An introductory manual dating from 1986 suggests A can be derived from B in certain cases in which a bounded coordinate system is used.

The text suggests that one of the key importances of the method is to derive the significance of pi in terms of phi (typical mathematical explanations).

This points towards an at least three-part method of deduction based on mathematics, expressly:

1. Relative identity to pi.
2. Phi translation of pi (formal equivalence).
and,
3. Modular equivalences between phi and pi.

However, irrational numbers are not what we need with universal knowledge, so I'm afraid these people must be secretly stuck on a 'Kantian boat'!

I argue that the relation to irrational numbers is arbitrary except when 'pi' is translated to mean 'coherence', since irrational numbers lead to a problem with trans-finite boundaries. Thus, the number-relation has no definite significance except modularly.

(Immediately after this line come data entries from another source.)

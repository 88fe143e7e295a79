//! PostgreSQL warehouse.
//!
//! Each dataset is a schema and each destination table stores one `jsonb`
//! document per record:
//!
//! ```sql
//! CREATE TABLE "<dataset>"."<table>" (record jsonb NOT NULL);
//! ```
//!
//! A load job streams its source objects one at a time, inserting each in
//! bounded chunks, all inside a single transaction.

use crate::config::WarehouseConfig;
use crate::warehouse::{LoadJob, LoadOutcome, TableRef, Warehouse, WarehouseError};
use async_trait::async_trait;
use bytes::Bytes;
use linehaul_storage::layout::parse_storage_uri;
use linehaul_storage::ObjectStore;
use serde_json::Value;
use sqlx::postgres::{PgPool, PgPoolOptions};
use sqlx::types::Json;
use std::collections::HashMap;
use std::iter::Enumerate;
use std::slice::Split;
use std::sync::Arc;
use tracing::{debug, info, instrument};

/// Records sent per INSERT statement
const INSERT_CHUNK_SIZE: usize = 1000;

pub struct PgWarehouse {
    pools: HashMap<String, PgPool>,
    store: Arc<dyn ObjectStore>,
}

impl PgWarehouse {
    /// Connect one pool per project referenced by the configured datasets
    pub async fn connect(
        config: &WarehouseConfig,
        store: Arc<dyn ObjectStore>,
    ) -> Result<Self, WarehouseError> {
        let mut pools = HashMap::new();

        for dataset in config.dataset_refs()? {
            if pools.contains_key(&dataset.project) {
                continue;
            }
            let url = config
                .connection_url(&dataset.project)
                .ok_or_else(|| WarehouseError::UnknownProject(dataset.project.clone()))?;

            let pool = PgPoolOptions::new()
                .max_connections(config.max_connections)
                .acquire_timeout(config.acquire_timeout())
                .connect(url)
                .await?;

            info!(project = %dataset.project, "Connected to warehouse database");
            pools.insert(dataset.project, pool);
        }

        Ok(Self::from_pools(pools, store))
    }

    pub fn from_pools(pools: HashMap<String, PgPool>, store: Arc<dyn ObjectStore>) -> Self {
        Self { pools, store }
    }
}

#[async_trait]
impl Warehouse for PgWarehouse {
    #[instrument(skip(self, job), fields(job_id = %job.job_id, destination = %job.destination))]
    async fn load(&self, job: LoadJob) -> Result<LoadOutcome, WarehouseError> {
        let project = &job.destination.dataset.project;
        let pool = self
            .pools
            .get(project)
            .ok_or_else(|| WarehouseError::UnknownProject(project.clone()))?;

        let statement = insert_statement(&job.destination);
        let mut tx = pool.begin().await?;
        let mut output_rows = 0;

        // At most one source body and one chunk are held at a time; the
        // transaction keeps the job all-or-nothing.
        for uri in &job.source_uris {
            let body = fetch_source(self.store.as_ref(), uri).await?;
            let mut source_rows = 0;

            for chunk in RecordChunks::new(uri, &body, INSERT_CHUNK_SIZE) {
                let chunk = chunk?;
                let result = sqlx::query(&statement)
                    .bind(Json(&chunk))
                    .execute(&mut *tx)
                    .await?;
                source_rows += result.rows_affected();
            }

            debug!(uri = %uri, rows = source_rows, "Inserted load source");
            output_rows += source_rows;
        }

        tx.commit().await?;

        Ok(LoadOutcome {
            job_id: job.job_id,
            output_rows,
        })
    }
}

/// Fetch one load source by its storage URI
pub async fn fetch_source(store: &dyn ObjectStore, uri: &str) -> Result<Bytes, WarehouseError> {
    let (bucket, key) = parse_storage_uri(uri).map_err(|source| WarehouseError::Source {
        uri: uri.to_string(),
        source,
    })?;

    store
        .get(bucket, key)
        .await
        .map_err(|source| WarehouseError::Source {
            uri: uri.to_string(),
            source,
        })?
        .ok_or_else(|| WarehouseError::MissingSource(uri.to_string()))
}

/// Parses an NDJSON body into chunks of at most `chunk_size` JSON objects.
///
/// Blank lines are skipped. The first malformed line yields an error and ends
/// the iteration.
pub struct RecordChunks<'a> {
    uri: &'a str,
    lines: Enumerate<Split<'a, u8, fn(&u8) -> bool>>,
    chunk_size: usize,
    failed: bool,
}

impl<'a> RecordChunks<'a> {
    pub fn new(uri: &'a str, body: &'a [u8], chunk_size: usize) -> Self {
        let is_newline: fn(&u8) -> bool = |b| *b == b'\n';
        Self {
            uri,
            lines: body.split(is_newline).enumerate(),
            chunk_size: chunk_size.max(1),
            failed: false,
        }
    }

    fn parse(&self, index: usize, line: &[u8]) -> Result<Value, WarehouseError> {
        let malformed = |message: String| WarehouseError::MalformedRecord {
            uri: self.uri.to_string(),
            line: index + 1,
            message,
        };

        let record: Value = serde_json::from_slice(line).map_err(|e| malformed(e.to_string()))?;
        if !record.is_object() {
            return Err(malformed("record is not a JSON object".to_string()));
        }
        Ok(record)
    }
}

impl Iterator for RecordChunks<'_> {
    type Item = Result<Vec<Value>, WarehouseError>;

    fn next(&mut self) -> Option<Self::Item> {
        if self.failed {
            return None;
        }

        let mut chunk = Vec::new();
        while chunk.len() < self.chunk_size {
            let Some((index, line)) = self.lines.next() else {
                break;
            };
            if line.iter().all(u8::is_ascii_whitespace) {
                continue;
            }
            match self.parse(index, line) {
                Ok(record) => chunk.push(record),
                Err(e) => {
                    self.failed = true;
                    return Some(Err(e));
                }
            }
        }

        if chunk.is_empty() {
            None
        } else {
            Some(Ok(chunk))
        }
    }
}

fn quote_identifier(name: &str) -> String {
    format!("\"{}\"", name.replace('"', "\"\""))
}

fn insert_statement(table: &TableRef) -> String {
    format!(
        "INSERT INTO {}.{} (record) SELECT value FROM jsonb_array_elements($1)",
        quote_identifier(&table.dataset.dataset),
        quote_identifier(&table.table)
    )
}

In terms of coherency theory, the 'three deductions' mentioned above may be expressed as:

1. Relative absoluteness (qualified and quantifiable nominalism).
2. Formal equivalence again.
and,
3. Philosophically-systematic variations of geometry.

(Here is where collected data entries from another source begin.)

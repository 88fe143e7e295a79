use serde::Deserialize;

/// S3 storage configuration
#[derive(Debug, Clone, Deserialize)]
pub struct S3Config {
    /// AWS region
    #[serde(default = "default_region")]
    pub region: String,
    /// Custom endpoint URL (for MinIO, LocalStack, etc.)
    pub endpoint_url: Option<String>,
    /// Force path-style access (required for MinIO)
    #[serde(default)]
    pub force_path_style: bool,
}

fn default_region() -> String {
    "us-east-1".to_string()
}

impl Default for S3Config {
    fn default() -> Self {
        Self {
            region: default_region(),
            endpoint_url: None,
            force_path_style: false,
        }
    }
}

There is no indication that math grants these deductions to be exclusive.

In fact, doubt could even be thrown on whether deductions of such a simple form are deductions in the first place.

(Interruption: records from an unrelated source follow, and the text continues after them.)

impl Loader {
    pub fn new(
        store: Arc<dyn ObjectStore>,
        warehouse: Arc<dyn Warehouse>,
        publisher: Arc<dyn ContinuationPublisher>,
        settings: LoaderSettings,
    ) -> Self {
        Self {
            store,
            warehouse,
            publisher,
            settings,
        }
    }

    pub async fn run(&self, trigger: &LoadTrigger) -> Result<LoadReport, LoaderError> {
        self.run_at(trigger, Utc::now()).await
    }

    /// Run one load cycle as if the clock read `now`
    #[instrument(skip(self, now), fields(bucket = %self.settings.result_bucket))]
    pub async fn run_at(
        &self,
        trigger: &LoadTrigger,
        now: DateTime<Utc>,
    ) -> Result<LoadReport, LoaderError> {
        let (day, scheduled) = match trigger.partition {
            Some(ref partition) => (partition.parse::<PartitionDay>()?, false),
            None => (PartitionDay::from_timestamp(now), true),
        };

        let mut batches = Vec::new();
        for kind in EventKind::ALL {
            if let Some(batch) = self.discover(kind, day, scheduled).await? {
                batches.push(batch);
            }
        }

        let mut report = LoadReport {
            day,
            kinds: Vec::with_capacity(batches.len()),
            continuation_published: false,
        };

        if batches.is_empty() {
            info!(%day, scheduled, "No partitions to load");
            return Ok(report);
        }

        for batch in batches {
            let loads = self.load(&batch).await?;
            let deleted = self.delete(&batch).await?;
            report.kinds.push(KindReport {
                kind: batch.kind,
                day: batch.day,
                partitions: batch.objects.len(),
                loads,
                deleted,
            });
        }

        if trigger.continue_publishing {
            let continuation = LoadTrigger::for_partition(day.to_string(), true);
            self.publisher.publish(continuation).await?;
            metrics::counter!("loader.continuations.published").increment(1);
            info!(%day, "Published continuation");
            report.continuation_published = true;
        }

        Ok(report)
    }

    /// Find the partitions of `kind` to load. A scheduled run drains the
    /// previous day first; days are never mixed in one batch.
    async fn discover(
        &self,
        kind: EventKind,
        day: PartitionDay,
        scheduled: bool,
    ) -> Result<Option<Batch>, LoaderError> {
        let candidates = if scheduled {
            vec![day.previous(), day]
        } else {
            vec![day]
        };

        for candidate in candidates {
            let prefix = processed_prefix(kind, candidate);
            let objects = self
                .store
                .list(
                    &self.settings.result_bucket,
                    &prefix,
                    self.settings.max_objects_per_call,
                )
                .await
                .map_err(|source| LoaderError::Discovery {
                    prefix: prefix.clone(),
                    source,
                })?;

            if !objects.is_empty() {
                debug!(%kind, day = %candidate, partitions = objects.len(), "Discovered partitions");
                return Ok(Some(Batch {
                    kind,
                    day: candidate,
                    objects,
                }));
            }
        }

        Ok(None)
    }

    /// Load a batch into every dataset, one job per dataset
    async fn load(&self, batch: &Batch) -> Result<Vec<DatasetLoad>, LoaderError> {
        let uris: Vec<String> = batch.objects.iter().map(ObjectMeta::uri).collect();
        let table = self.settings.table_for(batch.kind);
        let mut loads = Vec::with_capacity(self.settings.datasets.len());

        for dataset in &self.settings.datasets {
            let destination = dataset.table(table)?;
            let destination_name = destination.to_string();
            let job = LoadJob::new(batch.kind, uris.clone(), destination);

            info!(
                job_id = %job.job_id,
                kind = %batch.kind,
                day = %batch.day,
                partitions = uris.len(),
                destination = %destination_name,
                "Submitting load job"
            );

            let outcome = self.warehouse.load(job).await.map_err(|source| {
                metrics::counter!("loader.load_jobs.failed", "kind" => batch.kind.as_str())
                    .increment(1);
                LoaderError::Load {
                    kind: batch.kind,
                    destination: destination_name.clone(),
                    source,
                }
            })?;

            info!(
                job_id = %outcome.job_id,
                rows = outcome.output_rows,
                destination = %destination_name,
                "Loaded rows"
            );
            metrics::counter!("loader.load_jobs", "kind" => batch.kind.as_str()).increment(1);
            metrics::counter!("loader.rows_loaded", "kind" => batch.kind.as_str())
                .increment(outcome.output_rows);

            loads.push(DatasetLoad {
                destination: destination_name,
                outcome,
            });
        }

        Ok(loads)
    }

    /// Delete a loaded batch, retrying only the keys that failed
    async fn delete(&self, batch: &Batch) -> Result<usize, LoaderError> {
        let bucket = &self.settings.result_bucket;
        let keys: Vec<String> = batch.objects.iter().map(|o| o.key.clone()).collect();
        let mut deleted = 0;

        for chunk in keys.chunks(MAX_BATCH_DELETE_KEYS) {
            let mut pending = chunk.to_vec();
            let mut backoff = self.settings.delete_backoff();

            loop {
                let failure = match self.store.delete_batch(bucket, &pending).await {
                    Ok(outcome) => {
                        deleted += outcome.deleted.len();
                        if outcome.is_complete() {
                            break;
                        }
                        pending = outcome.failed_keys();
                        let (key, reason) = &outcome.failed[0];
                        format!("{} keys failed, first {key}: {reason}", outcome.failed.len())
                    }
                    Err(e) => e.to_string(),
                };

                match backoff.next_backoff() {
                    Some(delay) => {
                        warn!(
                            kind = %batch.kind,
                            remaining = pending.len(),
                            delay_ms = delay.as_millis() as u64,
                            error = %failure,
                            "Partition delete failed, retrying"
                        );
                        metrics::counter!("loader.delete.retries").increment(1);
                        tokio::time::sleep(delay).await;
                    }
                    None => {
                        error!(
                            kind = %batch.kind,
                            day = %batch.day,
                            remaining = pending.len(),
                            error = %failure,
                            "Giving up on deleting loaded partitions; they will be loaded again"
                        );
                        return Err(LoaderError::Cleanup {
                            kind: batch.kind,
                            day: batch.day,
                            remaining: pending.len(),
                            message: failure,
                        });
                    }
                }
            }
        }

        metrics::counter!("loader.partitions.deleted", "kind" => batch.kind.as_str())
            .increment(deleted as u64);
        Ok(deleted)
    }
}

Therefore, it seems justified to limit the importance ascribed to this earlier text in establishing methodological coherence, even while at the same time the authors do appear to grasp some of the fundamental workings of a coherent system.

In the context of this work, it appears that the philosophical importance of the methods has been ignored in favor of a mathematical explanation.

But it is significant that the authors held that B could be derived from A in such a way where B ^ 2 = A. This equation is functional for square Bounded Cartesian Coordinates in which it is assumed that A refers to  the total number of categories, and B refers to the number of deductions.

However, it is unclear whether this is what the authors intended, for although the context relates to closed cartesian coordinates, the context is also most directly related to graph theory and Hilbert Spaces.

The philosophy application could obviously look simpler, but it also looks to me to be more relevant to higher order categorical logic.